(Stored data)
== Segment start ==

//! Dialog termination tests
//!
//! BYE teardown with caller/callee attribution, RFC 5057 dialog-ending
//! codes, 481 against the invite usage, and the terminal nature of a stop.

use std::str::FromStr;
use std::sync::{Arc, Mutex};

use ferrosip_dialog_core::{
    Dialog, DialogConfig, DialogEvent, DialogSink, DialogStore, InviteStatus, StopReason,
};
use ferrosip_sip_core::{Method, Request, Response, Sdp, SipError, Uri};

const SDP_A: &str = "v=0\r\no=alice 1 1 IN IP4 10.0.0.1\r\ns=-\r\n";

/// Sink recording every published event.
struct RecordingSink {
    events: Mutex<Vec<DialogEvent>>,
}

impl RecordingSink {
    fn new() -> Arc<Self> {
        Arc::new(RecordingSink { events: Mutex::new(Vec::new()) })
    }

    fn events(&self) -> Vec<DialogEvent> {
        self.events.lock().unwrap().clone()
    }
}

impl DialogSink for RecordingSink {
    fn on_event(&self, _dialog: &Dialog, event: &DialogEvent) {
        self.events.lock().unwrap().push(event.clone());
    }
}

fn request(method: Method, cseq: u32, to_tag: Option<&str>, from_tag: &str) -> Request {
    Request::new(method, Uri::from_str("sip:bob@ua.example.net").unwrap())
        .with_call_id("bye-call-1")
        .with_from(Uri::from_str("sip:alice@example.com").unwrap(), from_tag)
        .with_to(Uri::from_str("sip:bob@example.com").unwrap(), to_tag)
        .with_cseq(cseq)
}

async fn confirmed_dialog(store: &DialogStore) -> Dialog {
    let req = request(Method::Invite, 1, None, "tag-alice").with_body(Sdp::from(SDP_A));
    let dialog = store.process_request(&req).await.unwrap().unwrap();
    let resp = Response::new(200, &req).with_to_tag(dialog.local_tag.clone());
    store.process_response(&req, &resp).await.unwrap();
    store
        .process_request(&request(Method::Ack, 1, Some(&dialog.local_tag), "tag-alice"))
        .await
        .unwrap()
        .unwrap()
}

#[tokio::test]
async fn test_caller_bye_stops_dialog() {
    let sink = RecordingSink::new();
    let store = DialogStore::new(DialogConfig::default()).with_sink(sink.clone());
    let dialog = confirmed_dialog(&store).await;

    let bye = request(Method::Bye, 2, Some(&dialog.local_tag), "tag-alice");
    let dialog = store.process_request(&bye).await.unwrap().unwrap();
    assert_eq!(dialog.invite.as_ref().unwrap().status, InviteStatus::Bye);

    let resp = Response::new(200, &bye).with_to_tag(dialog.local_tag.clone());
    store.process_response(&bye, &resp).await.unwrap();

    assert!(store.is_empty());
    assert!(sink
        .events()
        .contains(&DialogEvent::Stop(StopReason::CallerBye)));
}

#[tokio::test]
async fn test_callee_bye_reported_as_callee() {
    let sink = RecordingSink::new();
    let store = DialogStore::new(DialogConfig::default()).with_sink(sink.clone());
    let mut dialog = confirmed_dialog(&store).await;

    // Make this side the initiator; the peer's BYE is then a callee BYE.
    dialog.caller_tag = dialog.local_tag.clone();
    store.update(None, dialog.clone());

    let bye = request(Method::Bye, 2, Some(&dialog.local_tag), "tag-alice");
    store.process_request(&bye).await.unwrap();
    let resp = Response::new(200, &bye).with_to_tag(dialog.local_tag.clone());
    store.process_response(&bye, &resp).await.unwrap();

    assert!(store.is_empty());
    assert!(sink
        .events()
        .contains(&DialogEvent::Stop(StopReason::CalleeBye)));
}

#[tokio::test]
async fn test_dialog_ending_code_stops_dialog() {
    for code in [404u16, 410, 416, 482, 483, 484, 485, 502, 604] {
        let sink = RecordingSink::new();
        let store = DialogStore::new(DialogConfig::default()).with_sink(sink.clone());
        let dialog = confirmed_dialog(&store).await;

        // Any method: an in-dialog UPDATE answered with a killer code.
        let update = request(Method::Update, 2, Some(&dialog.local_tag), "tag-alice");
        store.process_request(&update).await.unwrap();
        let resp = Response::new(code, &update).with_to_tag(dialog.local_tag.clone());
        store.process_response(&update, &resp).await.unwrap();

        assert!(store.is_empty(), "code {code} did not stop the dialog");
        assert!(sink
            .events()
            .contains(&DialogEvent::Stop(StopReason::Code(code))));
    }
}

#[tokio::test]
async fn test_481_stops_invite_usage() {
    let sink = RecordingSink::new();
    let store = DialogStore::new(DialogConfig::default()).with_sink(sink.clone());
    let dialog = confirmed_dialog(&store).await;

    let update = request(Method::Update, 2, Some(&dialog.local_tag), "tag-alice");
    store.process_request(&update).await.unwrap();
    let resp = Response::new(481, &update).with_to_tag(dialog.local_tag.clone());
    store.process_response(&update, &resp).await.unwrap();

    // No subscription usages were holding the dialog up, so it is gone.
    assert!(store.is_empty());
    assert!(sink
        .events()
        .contains(&DialogEvent::Stop(StopReason::Code(481))));
}

#[tokio::test]
async fn test_481_spares_dialog_with_subscriptions() {
    let store = DialogStore::new(DialogConfig::default());
    let mut dialog = confirmed_dialog(&store).await;
    dialog.event_usages = 1;
    store.update(None, dialog.clone());

    let update = request(Method::Update, 2, Some(&dialog.local_tag), "tag-alice");
    store.process_request(&update).await.unwrap();
    let resp = Response::new(481, &update).with_to_tag(dialog.local_tag.clone());
    store.process_response(&update, &resp).await.unwrap();

    let stored = store.find(&dialog.id).unwrap();
    assert!(stored.invite.is_none());
    assert_eq!(store.len(), 1);
}

#[tokio::test]
async fn test_stop_is_terminal() {
    let store = DialogStore::new(DialogConfig::default());
    let dialog = confirmed_dialog(&store).await;

    let bye = request(Method::Bye, 2, Some(&dialog.local_tag), "tag-alice");
    store.process_request(&bye).await.unwrap();
    let resp = Response::new(200, &bye).with_to_tag(dialog.local_tag.clone());
    store.process_response(&bye, &resp).await.unwrap();
    assert!(store.find(&dialog.id).is_none());

    // Non-ACK requests for the stopped dialog fail; ACKs are absorbed.
    let update = request(Method::Update, 3, Some(&dialog.local_tag), "tag-alice");
    assert_eq!(
        store.process_request(&update).await.unwrap_err(),
        SipError::NoTransaction
    );
    let ack = request(Method::Ack, 1, Some(&dialog.local_tag), "tag-alice");
    assert!(store.process_request(&ack).await.unwrap().is_none());
    assert!(store.is_empty());
}

#[tokio::test]
async fn test_failed_final_before_answer_stops_dialog() {
    let store = DialogStore::new(DialogConfig::default());
    let req = request(Method::Invite, 1, None, "tag-alice").with_body(Sdp::from(SDP_A));
    let dialog = store.process_request(&req).await.unwrap().unwrap();

    let resp = Response::new(486, &req).with_to_tag(dialog.local_tag.clone());
    store.process_response(&req, &resp).await.unwrap();
    assert!(store.is_empty());
}

#[tokio::test]
async fn test_failed_reinvite_after_answer_keeps_dialog() {
    let store = DialogStore::new(DialogConfig::default());
    let dialog = confirmed_dialog(&store).await;

    let reinvite = request(Method::Invite, 2, Some(&dialog.local_tag), "tag-alice")
        .with_body(Sdp::from(SDP_A));
    let dialog = store.process_request(&reinvite).await.unwrap().unwrap();
    let resp = Response::new(488, &reinvite).with_to_tag(dialog.local_tag.clone());
    let dialog = store.process_response(&reinvite, &resp).await.unwrap().unwrap();

    // The dialog survives in confirmed with the failed exchange cleared.
    let inv = dialog.invite.as_ref().unwrap();
    assert_eq!(inv.status, InviteStatus::Confirmed);
    assert!(inv.sdp_offer.is_none());
    assert!(inv.sdp_answer.is_none());
    assert_eq!(store.len(), 1);
}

== Segment end ==

Return each line in the records that holds the string "find".

    let stored = store.find(&dialog.id).unwrap();
    assert!(store.find(&dialog.id).is_none());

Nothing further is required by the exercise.